PHILADELPHIA — The top two quarterback prospects in Thursday’s draft have never been to Halas Hall.

Both North Carolina’s Mitchell Trubisky and Clemson’s Deshaun Watson said Wednesday that they did not receive an invitation for one of the Bears’ 30 private interviews.

That could be gamesmanship — the Bears were at Watson’s pro day, en masse, and can study his voluminous film clips, and spoke to both men at the NFL Scouting Combine — or an indication the team is just not interested in them.

“I though they’d be showing more interest,” Trubisky said at Shriners Hospital for Children, where players gathered to mingle with patients. “But who knows — some teams like to be secretive about it.”

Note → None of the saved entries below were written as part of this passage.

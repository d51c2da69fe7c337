use std::time::Duration;

use crate::mx::{MxCandidateList, MxResolver};
use crate::smtp_verify::connector::{Connector, TcpConnector};
use crate::smtp_verify::options::ProbeOptions;
use crate::smtp_verify::session::SmtpSession;
use crate::smtp_verify::types::{
    AttemptOutcome, HostAttempt, ProbeOutcome, ProbeReport, SmtpEvent, Stage, StatusCode,
};
use crate::validator::{EmailAddress, SyntaxCheck, ValidationMode};

/// Mailbox existence probe.
///
/// Holds configuration and collaborators only; every call to
/// [`check`](Self::check) or [`probe`](Self::probe) starts from scratch,
/// so a single `Prober` can be shared between threads when its parts are
/// `Sync`.
#[derive(Debug, Clone)]
pub struct Prober<R, C = TcpConnector, V = ValidationMode> {
    options: ProbeOptions,
    resolver: R,
    connector: C,
    syntax: V,
}

impl<R: MxResolver> Prober<R> {
    pub fn new(options: ProbeOptions, resolver: R) -> Self {
        let syntax = options.validation_mode;
        Self {
            options,
            resolver,
            connector: TcpConnector,
            syntax,
        }
    }
}

#[cfg(feature = "with-mx")]
impl Prober<crate::mx::DnsMxResolver> {
    /// Prober backed by the system DNS configuration and plain TCP.
    pub fn system(options: ProbeOptions) -> Result<Self, crate::mx::Error> {
        let resolver = crate::mx::DnsMxResolver::from_system_conf()?;
        Ok(Self::new(options, resolver))
    }
}

impl<R, C, V> Prober<R, C, V> {
    pub fn options(&self) -> &ProbeOptions {
        &self.options
    }

    pub fn with_connector<C2: Connector>(self, connector: C2) -> Prober<R, C2, V> {
        Prober {
            options: self.options,
            resolver: self.resolver,
            connector,
            syntax: self.syntax,
        }
    }

    pub fn with_syntax_check<V2: SyntaxCheck>(self, syntax: V2) -> Prober<R, C, V2> {
        Prober {
            options: self.options,
            resolver: self.resolver,
            connector: self.connector,
            syntax,
        }
    }
}

impl<R, C, V> Prober<R, C, V>
where
    R: MxResolver,
    C: Connector,
    V: SyntaxCheck,
{
    /// `true` when the address probably exists: the RCPT TO reply was 250,
    /// or a temporary 450/451/452. Every failure yields `false`.
    pub fn check(&self, email: &str) -> bool {
        self.probe(email).exists()
    }

    /// Runs the probe and keeps the per-host detail.
    pub fn probe(&self, email: &str) -> ProbeReport {
        if !self.syntax.is_valid(email) {
            #[cfg(feature = "with-tracing")]
            tracing::debug!(email, "address rejected by syntax check");
            return ProbeReport::new(email, ProbeOutcome::InvalidSyntax, Vec::new());
        }
        let address = match EmailAddress::parse(email) {
            Ok(address) => address,
            Err(_err) => {
                #[cfg(feature = "with-tracing")]
                tracing::debug!(email, error = %_err, "address cannot be split");
                return ProbeReport::new(email, ProbeOutcome::InvalidSyntax, Vec::new());
            }
        };

        let candidates = self.resolver.resolve(address.domain());
        let timeouts = &self.options.timeouts;
        let connect_timeout = timeouts.per_attempt_timeout(candidates.len());
        #[cfg(feature = "with-tracing")]
        tracing::debug!(
            domain = address.domain(),
            candidates = candidates.len(),
            connect_timeout_secs = timeouts.per_attempt_secs(candidates.len()),
            "probing candidate hosts"
        );

        let mut attempts = Vec::with_capacity(candidates.len());
        let Some(mut session) = self.open_first_ready(&candidates, connect_timeout, &mut attempts)
        else {
            #[cfg(feature = "with-tracing")]
            tracing::info!(email, "no candidate host greeted with 220");
            return ProbeReport::new(email, ProbeOutcome::NoHostReachable, attempts);
        };

        let rcpt = self.run_transaction(&mut session, &address);
        let exchange = session.host().to_string();
        let events = session.close();
        attempts.push(HostAttempt::new(
            exchange.clone(),
            connect_timeout,
            events,
            AttemptOutcome::Transacted { rcpt },
        ));

        let report = ProbeReport::new(email, ProbeOutcome::Completed { exchange, rcpt }, attempts);
        #[cfg(feature = "with-tracing")]
        tracing::info!(email, outcome = %report.outcome, exists = report.exists(), "probe finished");
        report
    }

    /// Tries candidates in order and returns the first session greeted
    /// with 220. Sessions that fail the greeting are closed before moving on.
    fn open_first_ready(
        &self,
        candidates: &MxCandidateList,
        connect_timeout: Option<Duration>,
        attempts: &mut Vec<HostAttempt>,
    ) -> Option<SmtpSession<C::Stream>> {
        let read_timeout = self.options.timeouts.read_timeout();
        for host in candidates {
            let mut session = match SmtpSession::open(
                &self.connector,
                host,
                self.options.port,
                connect_timeout,
                read_timeout,
            ) {
                Ok(session) => session,
                Err(err) => {
                    #[cfg(feature = "with-tracing")]
                    tracing::debug!(host = %host, error = %err, "connection failed");
                    let message = err.to_string();
                    attempts.push(HostAttempt::new(
                        host.as_str(),
                        connect_timeout,
                        vec![SmtpEvent::Error {
                            stage: Stage::Connect,
                            message: message.clone(),
                        }],
                        AttemptOutcome::Unreachable { message },
                    ));
                    continue;
                }
            };

            let greeting = session.greet();
            if greeting.is(StatusCode::SERVICE_READY) {
                return Some(session);
            }
            #[cfg(feature = "with-tracing")]
            tracing::debug!(host = %host, code = greeting.code.map(|c| c.as_u16()), "greeting rejected");
            attempts.push(HostAttempt::new(
                host.as_str(),
                connect_timeout,
                session.close(),
                AttemptOutcome::GreetingRejected {
                    code: greeting.code,
                },
            ));
        }
        None
    }

    /// HELO, MAIL FROM, RCPT TO, then RSET and QUIT regardless of the
    /// outcome. Only the RCPT TO code is kept.
    fn run_transaction(
        &self,
        session: &mut SmtpSession<C::Stream>,
        address: &EmailAddress,
    ) -> Option<StatusCode> {
        let sender = &self.options.sender;
        session.send(Stage::Helo, &sender.helo_command());
        session.send(Stage::MailFrom, &sender.mail_from_command());
        let rcpt = session.send(Stage::RcptTo, &format!("RCPT TO: <{address}>"));
        session.send(Stage::Rset, "RSET");
        session.send(Stage::Quit, "QUIT");
        rcpt.code
    }
}

/// One-shot check against the system resolver.
///
/// Only resolver setup can fail; the probe itself always yields a verdict.
#[cfg(feature = "with-mx")]
pub fn check_mailaddress_exists(
    email: &str,
    options: &ProbeOptions,
) -> Result<bool, crate::mx::Error> {
    Ok(Prober::system(options.clone())?.check(email))
}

Watson has heard the same.

“People have different roles, different opinions, different ways they do things,” Watson said. “Some teams, they’ve seen enough and they need to evaluate other people. Some people want you to come and get to know you more. You never know what’s going to happen.”

The Bears definitely wanted to get to know DeShone Kizer more. The Notre Dame quarterback visited Halas Hall twice, as allowed by the NFL’s rule that considers the Fighting Irish a “local” team in Chicago.

“I think the more time you spend with the teams, the teams are gonna get to know who you actually are,” Kizer said. “You can go and prepare yourself all day long for a formal interview at the combine, but your true personality comes out the more you spend time with them. Hopefully they had a good image of me, and I think I portrayed myself pretty well.

“If that opportunity does come, it’ll be cool to go back home and play in front of the fans I’ve been playing in front of, as far as the relationship between Chicago and Notre Dame.”

The interviews — or lack thereof — could be an indication of where the Bears will consider taking a passer in the draft. Kizer could slip to the second round; the other two aren’t likely to do the same.

Kizer, though, has stopped trying to figure out whether the Bears want him, or are just utilizing a beneficial rule.

“It’s their job as professionals,” he said, “to not allow me to know anything.”